I've already extended the schema, see the SLiM tests in the diff of this PR.

Hi @petrelharp @benjeffery . Great; that seems like the right choice to me – we don't want to change the SLiM metadata format unless we really have to, as it would just introduce headaches for backward compatibility etc.

I would be interested to have a bit of background about this whole thing. At the top, it says it "fixes #601" but if I click on that link it just takes me back to this PR; so this PR apparently fixes itself. :-> Not sure what's going on with that. Also at the top it says "Implementation of the struct codec for metadata." I guess "the struct codec" is a Python thing? What will this ultimately provide to the user? Anyway, no need to spend time explaining to me now; I imagine all will become clear to me once the doc for this has been written. :->

benjeffery · 2020-05-21T18:11:30Z

@bhaller some docs here: https://tskit.readthedocs.io/en/latest/metadata.html

(I do need to make better descriptions in my PRs though!)

petrelharp · 2020-05-21T18:18:10Z

Nice solution. Minor suggestion: how about lengthFromBuffer rather than noLengthEncodingExhaustBuffer?

benjeffery · 2020-05-21T18:31:47Z

I wanted to make it long and scary looking as it should only be used in specific legacy situations like this.

bhaller · 2020-05-21T18:37:39Z

I wanted to make it long and scary looking as it should only be used in specific legacy situations like this.

Why is that? It seems pretty natural to allow the number of entries to be determined by the length of the buffer; why wouldn't new users of this stuff want to utilize this option?

benjeffery · 2020-05-21T21:34:34Z

Why is that? It seems pretty natural to allow the number of entries to be determined by the length of the buffer; why wouldn't new users of this stuff want to utilize this option?

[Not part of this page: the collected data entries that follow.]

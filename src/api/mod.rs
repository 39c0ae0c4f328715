//! Route handlers.
//!
//! # Data Flow
//! ```text
//! Instrumented request (TraceContext in extensions)
//!     → calculator.rs (/, /add, /sub, /mul, /div)
//!     → actuator.rs (/actuator, health, prometheus, debug, fallback)
//!     → Traced body or ApiError
//! ```

pub mod actuator;
pub mod calculator;

pub use calculator::Operation;
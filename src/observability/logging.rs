//! Structured logging.
//!
//! # Responsibilities
//! - Initialize the logging subsystem exactly once per process
//! - Render one JSON record per event, stamped with host, process and service
//! - Carry the request's trace identity into every record emitted inside it
//!
//! # Design Decisions
//! - Uses tracing crate for structured logging
//! - JSON format for production, pretty format for development
//! - Trace identity travels as span fields; [`SpanFieldLayer`] keeps them
//!   where the formatter can reach them
//! - Panics are logged as error records with exception detail

use std::any::Any;
use std::backtrace::Backtrace;
use std::error::Error as StdError;
use std::fmt;

use serde::Serialize;
use serde_json::{Map, Value};
use thiserror::Error;
use tracing::field::{Field, Visit};
use tracing::{span, Event, Subscriber};
use tracing_subscriber::fmt::format::Writer;
use tracing_subscriber::fmt::{FmtContext, FormatEvent, FormatFields};
use tracing_subscriber::layer::{Context, Layer};
use tracing_subscriber::registry::LookupSpan;
use tracing_subscriber::{layer::SubscriberExt, util::SubscriberInitExt, EnvFilter};

use crate::config::{LogFormat, ObservabilityConfig};

const TRACE_ID: &str = "trace_id";
const SPAN_ID: &str = "span_id";
const PARENT_SPAN_ID: &str = "parent_span_id";
const EXCEPTION_CLASS: &str = "exception.class";
const EXCEPTION_MESSAGE: &str = "exception.message";
const EXCEPTION_STACKTRACE: &str = "exception.stacktrace";

/// Top-level keys owned by the record itself.
const RESERVED_KEYS: &[&str] = &[
    "@timestamp",
    "level",
    "thread_name",
    "logger_name",
    "message",
    "process",
    "host",
    "service",
    "traceId",
    "spanId",
    "parentSpanId",
    "exception",
];

/// Errors that can occur during logging initialization.
#[derive(Debug, Error)]
pub enum LogError {
    #[error("Invalid log filter: {0}")]
    InvalidFilter(String),
    #[error("Subscriber already initialized")]
    AlreadyInitialized,
}

/// Initialize the global subscriber and the panic hook.
///
/// `RUST_LOG` takes precedence over the configured level. Call once at
/// startup; later calls fail with [`LogError::AlreadyInitialized`].
pub fn init_logging(config: &ObservabilityConfig) -> Result<(), LogError> {
    let filter = match EnvFilter::try_from_default_env() {
        Ok(filter) => filter,
        Err(_) => EnvFilter::try_new(&config.log_level)
            .map_err(|e| LogError::InvalidFilter(e.to_string()))?,
    };

    match config.log_format {
        LogFormat::Json => tracing_subscriber::registry()
            .with(filter)
            .with(SpanFieldLayer)
            .with(
                tracing_subscriber::fmt::layer()
                    .event_format(JsonFormat::new(&config.service_name))
                    .with_writer(std::io::stdout),
            )
            .try_init()
            .map_err(|_| LogError::AlreadyInitialized)?,
        LogFormat::Pretty => tracing_subscriber::registry()
            .with(filter)
            .with(tracing_subscriber::fmt::layer().pretty())
            .try_init()
            .map_err(|_| LogError::AlreadyInitialized)?,
    }

    install_panic_hook();
    Ok(())
}

fn install_panic_hook() {
    std::panic::set_hook(Box::new(|info| {
        let message = panic_message(info.payload());
        let location = info
            .location()
            .map(ToString::to_string)
            .unwrap_or_else(|| "unknown".to_string());
        let backtrace = Backtrace::force_capture();

        tracing::error!(
            exception.class = "panic",
            exception.message = %message,
            exception.stacktrace = %backtrace,
            location = %location,
            "Panic"
        );
    }));
}

/// Name of this host, `unknown` if it cannot be read.
pub fn host_name() -> String {
    hostname::get()
        .map(|h| h.to_string_lossy().into_owned())
        .unwrap_or_else(|_| "unknown".to_string())
}

/// Best-effort text of a panic payload.
pub fn panic_message(payload: &(dyn Any + Send)) -> String {
    if let Some(s) = payload.downcast_ref::<&str>() {
        (*s).to_string()
    } else if let Some(s) = payload.downcast_ref::<String>() {
        s.clone()
    } else {
        "non-string panic payload".to_string()
    }
}

/// Structured exception detail attached to a log record.
///
/// `class` is only known when the concrete error type is, i.e. through
/// [`ExceptionDetail::capture`] or explicit `exception.class` fields.
#[derive(Debug, Clone, PartialEq, Serialize)]
pub struct ExceptionDetail {
    #[serde(skip_serializing_if = "Option::is_none")]
    pub class: Option<String>,
    pub message: String,
    pub stacktrace: String,
}

impl ExceptionDetail {
    /// Capture an error, its type name and its source chain.
    pub fn capture<E>(err: &E) -> Self
    where
        E: StdError + 'static,
    {
        let class = std::any::type_name::<E>()
            .rsplit("::")
            .next()
            .unwrap_or("Error")
            .to_string();
        Self {
            class: Some(class),
            message: err.to_string(),
            stacktrace: source_chain(err),
        }
    }
}

fn source_chain(err: &(dyn StdError + 'static)) -> String {
    let mut chain = err.to_string();
    let mut source = err.source();
    while let Some(cause) = source {
        chain.push_str("\ncaused by: ");
        chain.push_str(&cause.to_string());
        source = cause.source();
    }
    chain
}

/// Collects event and span fields as JSON values.
#[derive(Default)]
struct JsonVisitor {
    fields: Map<String, Value>,
    error: Option<ExceptionDetail>,
}

impl Visit for JsonVisitor {
    fn record_debug(&mut self, field: &Field, value: &dyn fmt::Debug) {
        self.fields
            .insert(field.name().to_string(), Value::String(format!("{:?}", value)));
    }

    fn record_str(&mut self, field: &Field, value: &str) {
        self.fields
            .insert(field.name().to_string(), Value::String(value.to_string()));
    }

    fn record_i64(&mut self, field: &Field, value: i64) {
        self.fields.insert(field.name().to_string(), Value::from(value));
    }

    fn record_u64(&mut self, field: &Field, value: u64) {
        self.fields.insert(field.name().to_string(), Value::from(value));
    }

    fn record_f64(&mut self, field: &Field, value: f64) {
        self.fields.insert(field.name().to_string(), Value::from(value));
    }

    fn record_bool(&mut self, field: &Field, value: bool) {
        self.fields.insert(field.name().to_string(), Value::from(value));
    }

    fn record_error(&mut self, field: &Field, value: &(dyn StdError + 'static)) {
        self.fields
            .insert(field.name().to_string(), Value::String(value.to_string()));
        self.error = Some(ExceptionDetail {
            class: None,
            message: value.to_string(),
            stacktrace: source_chain(value),
        });
    }
}

/// Span fields captured when the span was created or recorded.
struct SpanFields(Map<String, Value>);

/// Keeps every span's fields in its extensions for [`JsonFormat`].
pub struct SpanFieldLayer;

impl<S> Layer<S> for SpanFieldLayer
where
    S: Subscriber + for<'a> LookupSpan<'a>,
{
    fn on_new_span(&self, attrs: &span::Attributes<'_>, id: &span::Id, ctx: Context<'_, S>) {
        let mut visitor = JsonVisitor::default();
        attrs.record(&mut visitor);
        if let Some(span) = ctx.span(id) {
            span.extensions_mut().insert(SpanFields(visitor.fields));
        }
    }

    fn on_record(&self, id: &span::Id, values: &span::Record<'_>, ctx: Context<'_, S>) {
        let Some(span) = ctx.span(id) else {
            return;
        };
        let mut extensions = span.extensions_mut();
        let mut visitor = JsonVisitor {
            fields: extensions
                .remove::<SpanFields>()
                .map(|f| f.0)
                .unwrap_or_default(),
            error: None,
        };
        values.record(&mut visitor);
        extensions.insert(SpanFields(visitor.fields));
    }
}

#[derive(Serialize)]
struct ProcessInfo {
    pid: u32,
    thread_id: String,
}

#[derive(Serialize)]
struct NameInfo<'a> {
    name: &'a str,
}

/// One rendered log line.
#[derive(Serialize)]
struct LogRecord<'a> {
    #[serde(rename = "@timestamp")]
    timestamp: String,
    level: &'a str,
    thread_name: String,
    logger_name: &'a str,
    message: String,
    process: ProcessInfo,
    host: NameInfo<'a>,
    service: NameInfo<'a>,
    #[serde(rename = "traceId", skip_serializing_if = "Option::is_none")]
    trace_id: Option<String>,
    #[serde(rename = "spanId", skip_serializing_if = "Option::is_none")]
    span_id: Option<String>,
    #[serde(rename = "parentSpanId", skip_serializing_if = "Option::is_none")]
    parent_span_id: Option<String>,
    #[serde(skip_serializing_if = "Option::is_none")]
    exception: Option<ExceptionDetail>,
    #[serde(flatten)]
    fields: Map<String, Value>,
}

/// Single-line JSON event format.
pub struct JsonFormat {
    service_name: String,
    host_name: String,
}

impl JsonFormat {
    pub fn new(service_name: &str) -> Self {
        Self {
            service_name: service_name.to_string(),
            host_name: host_name(),
        }
    }

    /// Assemble the record from merged span + event fields.
    fn render(
        &self,
        level: &str,
        target: &str,
        mut fields: Map<String, Value>,
        error: Option<ExceptionDetail>,
    ) -> Result<String, serde_json::Error> {
        let thread = std::thread::current();
        // Same rendering as the fmt layer's `with_thread_ids`.
        let thread_id = format!("{:?}", thread.id());
        let thread_name = thread
            .name()
            .map(ToString::to_string)
            .unwrap_or_else(|| thread_id.clone());

        let message = take_string(&mut fields, "message").unwrap_or_default();
        let explicit_exception = take_string(&mut fields, EXCEPTION_CLASS).map(|class| {
            ExceptionDetail {
                class: Some(class),
                message: take_string(&mut fields, EXCEPTION_MESSAGE).unwrap_or_default(),
                stacktrace: take_string(&mut fields, EXCEPTION_STACKTRACE).unwrap_or_default(),
            }
        });

        let trace_id = take_string(&mut fields, TRACE_ID);
        let span_id = take_string(&mut fields, SPAN_ID);
        let parent_span_id = take_string(&mut fields, PARENT_SPAN_ID);
        let fields = without_reserved_keys(fields);

        let record = LogRecord {
            timestamp: chrono::Local::now()
                .format("%Y-%m-%dT%H:%M:%S%.6f")
                .to_string(),
            level,
            thread_name,
            logger_name: target,
            message,
            process: ProcessInfo {
                pid: std::process::id(),
                thread_id,
            },
            host: NameInfo {
                name: &self.host_name,
            },
            service: NameInfo {
                name: &self.service_name,
            },
            trace_id,
            span_id,
            parent_span_id,
            exception: explicit_exception.or(error),
            fields,
        };

        serde_json::to_string(&record)
    }
}

impl<S, N> FormatEvent<S, N> for JsonFormat
where
    S: Subscriber + for<'a> LookupSpan<'a>,
    N: for<'a> FormatFields<'a> + 'static,
{
    fn format_event(
        &self,
        ctx: &FmtContext<'_, S, N>,
        mut writer: Writer<'_>,
        event: &Event<'_>,
    ) -> fmt::Result {
        let mut fields = Map::new();
        if let Some(scope) = ctx.event_scope() {
            for span in scope.from_root() {
                if let Some(span_fields) = span.extensions().get::<SpanFields>() {
                    for (k, v) in &span_fields.0 {
                        fields.insert(k.clone(), v.clone());
                    }
                }
            }
        }

        let mut visitor = JsonVisitor::default();
        event.record(&mut visitor);
        fields.extend(visitor.fields);

        let metadata = event.metadata();
        let line = self
            .render(metadata.level().as_str(), metadata.target(), fields, visitor.error)
            .map_err(|_| fmt::Error)?;
        writeln!(writer, "{}", line)
    }
}

fn take_string(fields: &mut Map<String, Value>, key: &str) -> Option<String> {
    fields.remove(key).map(|v| match v {
        Value::String(s) => s,
        other => other.to_string(),
    })
}

/// Move fields that would shadow record keys under a `field.` prefix.
fn without_reserved_keys(fields: Map<String, Value>) -> Map<String, Value> {
    fields
        .into_iter()
        .map(|(k, v)| {
            if RESERVED_KEYS.contains(&k.as_str()) {
                (format!("field.{}", k), v)
            } else {
                (k, v)
            }
        })
        .collect()
}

There's a couple of reasons.

Firstly an array with this option needs to be the last object read from the buffer. It's easy to configure this wrong - the error message you get in such a situation is not obvious and even worse bad data could be read back silently without error if the user sets this option on two arrays.

Secondly a key use-case for the metadata schemas is adding metadata to a tree sequence that already has some, say in a downstream tool or user code. In this scenario the schema is read, modified to add the new fields and then written back. If the existing schema has a noLengthEncodingExhaustBuffer array then either the option needs to be removed or the index of the array (and all it's parent objects) forced to be last, this is brittle and not straight forward.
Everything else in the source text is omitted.